Matthew explained that a lot of women "settle" for men they stumble upon, instead of being proactive in their search for love. I thought back to the last time I'd approached a guy rather than waiting for him to approach me. Pretty much never.
"That's just it," Matthew went on. "Women go out with the guy who chose them – they're too afraid of rejection to do the selecting themselves."
It made sense. So, how should I go about doing the choosing?
"Instead of focusing on dating, just focus on meeting as many new people as you can," Matthew advised. "Chat to people in coffee shops, museums, the supermarket, even on public transport, and not just because you fancy them. They may have a brother or colleague who's perfect for you."
It all sounded logical. But what about after I'd nabbed the actual date?
"The key to keeping a man interested is in maintaining a high value status," said Matthew. "Have the same standards for a man as you would for a friend. If you wouldn't tolerate a pal standing you up, don't put up with it from him, either. Men don't like to be with women they feel they can walk all over."
I thought back to the bloke I'd gone on a date with after he cancelled twice and then arrived an hour late. I should have dropped him at the first hurdle.

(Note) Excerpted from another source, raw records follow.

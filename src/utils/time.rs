//! Time formatting utilities

/// Format seconds as `HH:MM:SS`, flooring fractional seconds
///
/// Hours are not wrapped, so very long inputs render as e.g. `100:00:00`.
pub fn format_clock(seconds: f64) -> String {
    let total = if seconds.is_finite() && seconds > 0.0 {
        seconds.floor() as u64
    } else {
        0
    };
    let hours = total / 3600;
    let minutes = (total % 3600) / 60;
    let secs = total % 60;
    format!("{:02}:{:02}:{:02}", hours, minutes, secs)
}
// Ports - Interface definitions (contracts)

use std::path::Path;

use async_trait::async_trait;

use crate::domain::model::*;
use crate::error::SplitXResult;

/// Port for the media engine and its workspace
///
/// The workspace holds at most the ingested source plus one produced output.
/// All calls are sequenced by the segment processor.
#[async_trait]
pub trait MediaEnginePort: Send + Sync {
    /// Ingest the source file under `name`
    async fn write_input(&self, name: &str, source: &Path) -> SplitXResult<()>;

    /// Read the container duration of an ingested input, in seconds
    async fn probe_duration(&self, name: &str) -> SplitXResult<f64>;

    /// Stream-copy the requested range into a new workspace output, no re-encoding
    async fn cut(&self, request: &CutRequest) -> SplitXResult<()>;

    /// Read the bytes of a produced output
    async fn read_output(&self, name: &str) -> SplitXResult<Vec<u8>>;

    /// Remove a produced output from the workspace
    async fn remove_output(&self, name: &str) -> SplitXResult<()>;

    /// Remove an ingested input from the workspace
    async fn remove_input(&self, name: &str) -> SplitXResult<()>;
}

/// Port for handing produced bytes to the user
#[async_trait]
pub trait DeliveryPort: Send + Sync {
    /// Expose bytes for saving under a suggested file name
    async fn offer(
        &self,
        bytes: Vec<u8>,
        file_name: &str,
        media_type: &str,
    ) -> SplitXResult<DeliveryHandle>;

    /// Release a handle previously returned by `offer`
    async fn release(&self, handle: &DeliveryHandle) -> SplitXResult<()>;
}

/// Port for lifecycle notifications
pub trait EventSink: Send + Sync {
    fn emit(&self, event: LifecycleEvent);
}
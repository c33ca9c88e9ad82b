// Application layer - Session and processor interactors

pub mod container;
pub mod processor;
pub mod session;

// Re-export interactors
pub use processor::SegmentProcessor;
pub use session::SplitSession;
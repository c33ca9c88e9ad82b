use std::sync::Arc;

use tokio::sync::mpsc::UnboundedReceiver;

use crate::adapters::{FsDeliveryAdapter, LibavEngineAdapter, SplitterConfig, TracingNotifier};
use crate::app::session::SplitSession;
use crate::domain::model::EventRecord;
use crate::error::SplitXResult;
use crate::ports::{DeliveryPort, EventSink, MediaEnginePort};

pub trait AppContainer: Send + Sync {
    fn session(&self) -> Arc<SplitSession>;
}

/// Wires the libav engine, filesystem delivery and tracing notifier into a session
pub struct DefaultAppContainer {
    session: Arc<SplitSession>,
    events: Option<UnboundedReceiver<EventRecord>>,
}

impl DefaultAppContainer {
    pub fn new(config: &SplitterConfig) -> SplitXResult<Self> {
        let engine = match &config.workspace_dir {
            Some(dir) => LibavEngineAdapter::with_workspace(dir)?,
            None => LibavEngineAdapter::new()?,
        };
        let delivery = FsDeliveryAdapter::new(&config.output_dir)?;
        let (notifier, events) = TracingNotifier::with_channel();

        let session = Arc::new(SplitSession::new(
            Arc::new(engine) as Arc<dyn MediaEnginePort>,
            Arc::new(delivery) as Arc<dyn DeliveryPort>,
            Arc::new(notifier) as Arc<dyn EventSink>,
            config.interval,
        ));

        Ok(Self {
            session,
            events: Some(events),
        })
    }

    /// Lifecycle events for the presentation layer; can be taken once
    pub fn take_events(&mut self) -> Option<UnboundedReceiver<EventRecord>> {
        self.events.take()
    }
}

impl AppContainer for DefaultAppContainer {
    fn session(&self) -> Arc<SplitSession> {
        Arc::clone(&self.session)
    }
}
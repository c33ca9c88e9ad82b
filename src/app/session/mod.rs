// Split session - Loads a source, keeps the interval and replans on change

use std::path::Path;
use std::sync::Arc;

use parking_lot::Mutex;
use tracing::{info, warn};

use crate::app::processor::SegmentProcessor;
use crate::domain::errors::DomainError;
use crate::domain::model::*;
use crate::domain::rules::{media_type_for, plan_for_source};
use crate::ports::*;

/// One user's working session: a single source, one interval, one processor
pub struct SplitSession {
    engine: Arc<dyn MediaEnginePort>,
    events: Arc<dyn EventSink>,
    processor: SegmentProcessor,
    source: Mutex<Option<MediaSource>>,
    interval: Mutex<SplitInterval>,
}

impl SplitSession {
    /// Create new session with injected ports
    pub fn new(
        engine: Arc<dyn MediaEnginePort>,
        delivery: Arc<dyn DeliveryPort>,
        events: Arc<dyn EventSink>,
        interval: SplitInterval,
    ) -> Self {
        let processor = SegmentProcessor::new(Arc::clone(&engine), delivery, Arc::clone(&events));
        Self {
            engine,
            events,
            processor,
            source: Mutex::new(None),
            interval: Mutex::new(interval),
        }
    }

    pub fn source(&self) -> Option<MediaSource> {
        self.source.lock().clone()
    }

    pub fn interval(&self) -> SplitInterval {
        *self.interval.lock()
    }

    pub fn segments(&self) -> Vec<Segment> {
        self.processor.segments()
    }

    pub fn processor(&self) -> &SegmentProcessor {
        &self.processor
    }

    fn load_failed(&self, error: DomainError) -> DomainError {
        warn!(error = %error, "Load failed");
        self.events.emit(LifecycleEvent::LoadFailed {
            reason: error.to_string(),
        });
        error
    }

    /// Load a video file, replacing any previous source, and plan its segments
    pub async fn load(&self, path: impl AsRef<Path>) -> Result<MediaSource, DomainError> {
        let path = path.as_ref();
        let name = path
            .file_name()
            .map(|n| n.to_string_lossy().into_owned())
            .unwrap_or_default();

        self.events
            .emit(LifecycleEvent::LoadingStarted { name: name.clone() });
        info!(file = %path.display(), "Loading video");

        if name.is_empty() || media_type_for(&name).is_none() {
            return Err(self.load_failed(DomainError::InvalidInput(format!(
                "'{}' is not a supported video file",
                path.display()
            ))));
        }

        let previous = self.source.lock().clone();
        if let Some(previous) = previous {
            self.processor
                .reset()
                .await
                .map_err(|e| self.load_failed(e))?;
            *self.source.lock() = None;
            if let Err(e) = self.engine.remove_input(&previous.name).await {
                warn!(file = %previous.name, error = %e, "Failed to remove previous input");
            }
        }

        if let Err(e) = self.engine.write_input(&name, path).await {
            return Err(self.load_failed(DomainError::EngineWriteFailure {
                name,
                reason: e.to_string(),
            }));
        }

        let duration_seconds = match self.engine.probe_duration(&name).await {
            Ok(duration) => duration,
            Err(e) => {
                if let Err(remove_err) = self.engine.remove_input(&name).await {
                    warn!(file = %name, error = %remove_err, "Failed to remove unprobed input");
                }
                return Err(self.load_failed(DomainError::ProbeFailure {
                    name,
                    reason: e.to_string(),
                }));
            }
        };

        let source = MediaSource::new(name, duration_seconds, path);
        let plan = plan_for_source(&source, self.interval());
        info!(
            file = %source.name,
            duration = source.duration_seconds,
            segments = plan.len(),
            "Video loaded"
        );
        self.processor.install_plan(plan).await?;
        *self.source.lock() = Some(source.clone());
        Ok(source)
    }

    /// Change the split interval; the whole plan is rebuilt
    pub async fn set_interval(&self, interval: SplitInterval) -> Result<(), DomainError> {
        if self.processor.is_processing() {
            return Err(DomainError::Busy);
        }

        if let Some(source) = self.source() {
            self.processor
                .install_plan(plan_for_source(&source, interval))
                .await?;
        }
        *self.interval.lock() = interval;
        info!(interval = %interval, "Split interval changed");
        Ok(())
    }

    /// Cut and deliver one segment
    pub async fn process(&self, segment_id: usize) -> Result<Delivery, DomainError> {
        if self.source.lock().is_none() {
            return Err(DomainError::NoSource);
        }
        self.processor.request_process(segment_id).await
    }

    /// Deliver the already processed segment again
    pub async fn deliver(&self, segment_id: usize) -> Result<Delivery, DomainError> {
        if self.source.lock().is_none() {
            return Err(DomainError::NoSource);
        }
        self.processor.deliver(segment_id).await
    }

    /// Release the cached artifact and remove the source from the engine
    pub async fn close(&self) -> Result<(), DomainError> {
        self.processor.reset().await?;
        let previous = self.source.lock().take();
        if let Some(previous) = previous {
            if let Err(e) = self.engine.remove_input(&previous.name).await {
                warn!(file = %previous.name, error = %e, "Failed to remove input");
            }
        }
        Ok(())
    }
}
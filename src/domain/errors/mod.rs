// Domain errors - Outcomes reported at the processor and session boundary

use thiserror::Error;

/// Domain-specific error types
///
/// Every variant is a recovered, segment- or load-scoped outcome. None of
/// them invalidates the current plan.
#[derive(Error, Debug, Clone, PartialEq)]
pub enum DomainError {
    /// Offered file is not a video, or an argument is out of range
    #[error("Invalid input: {0}")]
    InvalidInput(String),

    /// The media engine refused to ingest the source file
    #[error("Unable to write '{name}' into the engine workspace: {reason}")]
    EngineWriteFailure { name: String, reason: String },

    /// The media engine could not read the source duration
    #[error("Unable to probe '{name}': {reason}")]
    ProbeFailure { name: String, reason: String },

    /// Releasing the previously produced artifact failed
    #[error("Unable to release artifact of segment {held_segment_id}: {reason}")]
    EvictionFailure {
        held_segment_id: usize,
        reason: String,
    },

    /// The cut failed for one segment
    #[error("Segment {segment_id} failed: {reason}")]
    ProcessingFailure { segment_id: usize, reason: String },

    /// The produced bytes are no longer resident in the engine workspace
    #[error("Segment {segment_id} is not available for delivery: {reason}")]
    ArtifactUnavailable { segment_id: usize, reason: String },

    /// The delivery surface refused the bytes; the artifact stays cached and can be delivered again
    #[error("Segment {segment_id} could not be delivered: {reason}")]
    DeliveryFailure { segment_id: usize, reason: String },

    /// Another request currently holds the processing gate
    #[error("Another segment is being processed")]
    Busy,

    /// Segment id is not part of the current plan
    #[error("Unknown segment: {0}")]
    UnknownSegment(usize),

    /// No source has been loaded yet
    #[error("No video loaded")]
    NoSource,
}

impl DomainError {
    /// Segment the outcome is scoped to, if any
    pub fn segment_id(&self) -> Option<usize> {
        match self {
            DomainError::EvictionFailure { held_segment_id, .. } => Some(*held_segment_id),
            DomainError::ProcessingFailure { segment_id, .. }
            | DomainError::ArtifactUnavailable { segment_id, .. }
            | DomainError::DeliveryFailure { segment_id, .. } => Some(*segment_id),
            DomainError::UnknownSegment(id) => Some(*id),
            _ => None,
        }
    }
}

"Don't be defined by the person you're with, either," Matthew said. "To maintain your desirability, it's important to have your own interests and friends."
I'd definitely been guilty of this behaviour in the past, I confessed.
Finally, Matthew advised me to monitor my text chat. This meant never responding angrily if a man didn't immediately reply to a text message, or contact me soon after a first date.
"If you need to pull him up on something, be playful," he suggested. "Instead of texting, 'Don't bother calling, then!' just say, 'I'm missing the sound of your sexy voice. How about reminding me?'"
Thanking the love guru, I vowed to put his advice to the test.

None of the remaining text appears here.